◆ **Work to be completed**:
A verbatim transcript of the lines below, starting at the first and ending with the one that holds "pub use fixtures::*;", is what should be produced.

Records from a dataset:

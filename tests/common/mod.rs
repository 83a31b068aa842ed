//! Common test utilities for vsco-dl end-to-end tests

#[allow(dead_code)]
pub mod assertions;
#[allow(dead_code)]
pub mod config;
#[allow(dead_code)]
pub mod fixtures;

#[allow(unused_imports)]
pub use assertions::*;
pub use config::*;
#[allow(unused_imports)]
pub use fixtures::*;
//! A mock VSCO API served by wiremock

use serde_json::{Value, json};
use wiremock::matchers::{method, path, path_regex, query_param};
use wiremock::{Mock, MockServer, ResponseTemplate};

pub const SITE_ID: &str = "123";
pub const COLLECTION_ID: &str = "c0ffee";

/// Mock API plus helpers to describe an account's remote content
pub struct MockApi {
    pub server: MockServer,
}

impl MockApi {
    pub async fn start() -> Self {
        Self {
            server: MockServer::start().await,
        }
    }

    pub fn base_url(&self) -> String {
        self.server.uri()
    }

    /// Scheme-less media URL on this server, as the API would return it
    pub fn media_url(&self, name: &str) -> String {
        format!("{}/media/{}", self.server.address(), name)
    }

    /// Listing record for an image or video uploaded at `upload_date_ms`
    pub fn media_record(&self, upload_date_ms: i64, is_video: bool) -> Value {
        json!({
            "upload_date": upload_date_ms,
            "is_video": is_video,
            "responsive_url": self.media_url(&format!("{upload_date_ms}.jpg")),
            "video_url": self.media_url(&format!("{upload_date_ms}.mp4")),
        })
    }

    /// `count` image records with identities `1..=count`
    pub fn media_records(&self, count: usize) -> Vec<Value> {
        (1..=count as i64)
            .map(|i| self.media_record(i * 1000, false))
            .collect()
    }

    /// Serve `records` from `endpoint` in pages of `page_size`; every other page is empty
    pub async fn mount_listing(&self, endpoint: &str, field: &str, records: &[Value], page_size: usize) {
        for (index, chunk) in records.chunks(page_size).enumerate() {
            Mock::given(method("GET"))
                .and(path(endpoint))
                .and(query_param("page", (index + 1).to_string()))
                .respond_with(ResponseTemplate::new(200).set_body_json(json!({ field: chunk })))
                .with_priority(2)
                .mount(&self.server)
                .await;
        }
        Mock::given(method("GET"))
            .and(path(endpoint))
            .respond_with(ResponseTemplate::new(200).set_body_json(json!({ field: [] })))
            .with_priority(10)
            .mount(&self.server)
            .await;
    }

    /// Serve `articles` from the journal endpoint, expecting exactly one bulk request
    pub async fn mount_journal(&self, articles: Value) {
        Mock::given(method("GET"))
            .and(path("/articles"))
            .and(query_param("site_id", SITE_ID))
            .and(query_param("size", "10000"))
            .and(query_param("page", "1"))
            .respond_with(ResponseTemplate::new(200).set_body_json(json!({ "articles": articles })))
            .expect(1)
            .mount(&self.server)
            .await;
    }

    /// Serve the site document with the given profile picture
    pub async fn mount_profile(&self, profile_image_id: &str) {
        Mock::given(method("GET"))
            .and(path(format!("/sites/{SITE_ID}")))
            .respond_with(ResponseTemplate::new(200).set_body_json(json!({
                "site": {
                    "profile_image_id": profile_image_id,
                    "responsive_url": self.media_url(&format!("{profile_image_id}.jpg")),
                }
            })))
            .mount(&self.server)
            .await;
    }

    /// Serve a small body for every media URL, expecting `expected` requests in total
    pub async fn mount_media(&self, expected: u64) {
        Mock::given(method("GET"))
            .and(path_regex(r"^/media/"))
            .respond_with(ResponseTemplate::new(200).set_body_bytes(b"media-bytes".to_vec()))
            .expect(expected)
            .mount(&self.server)
            .await;
    }
}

◆ **Task answer**:
filename tests/common/mod.rs
repository 83a31b068aa842ed
//! Common test utilities for vsco-dl end-to-end tests

#[allow(dead_code)]
pub mod assertions;
#[allow(dead_code)]
pub mod config;
#[allow(dead_code)]
pub mod fixtures;

#[allow(unused_imports)]
pub use assertions::*;
pub use config::*;
#[allow(unused_imports)]
pub use fixtures::*;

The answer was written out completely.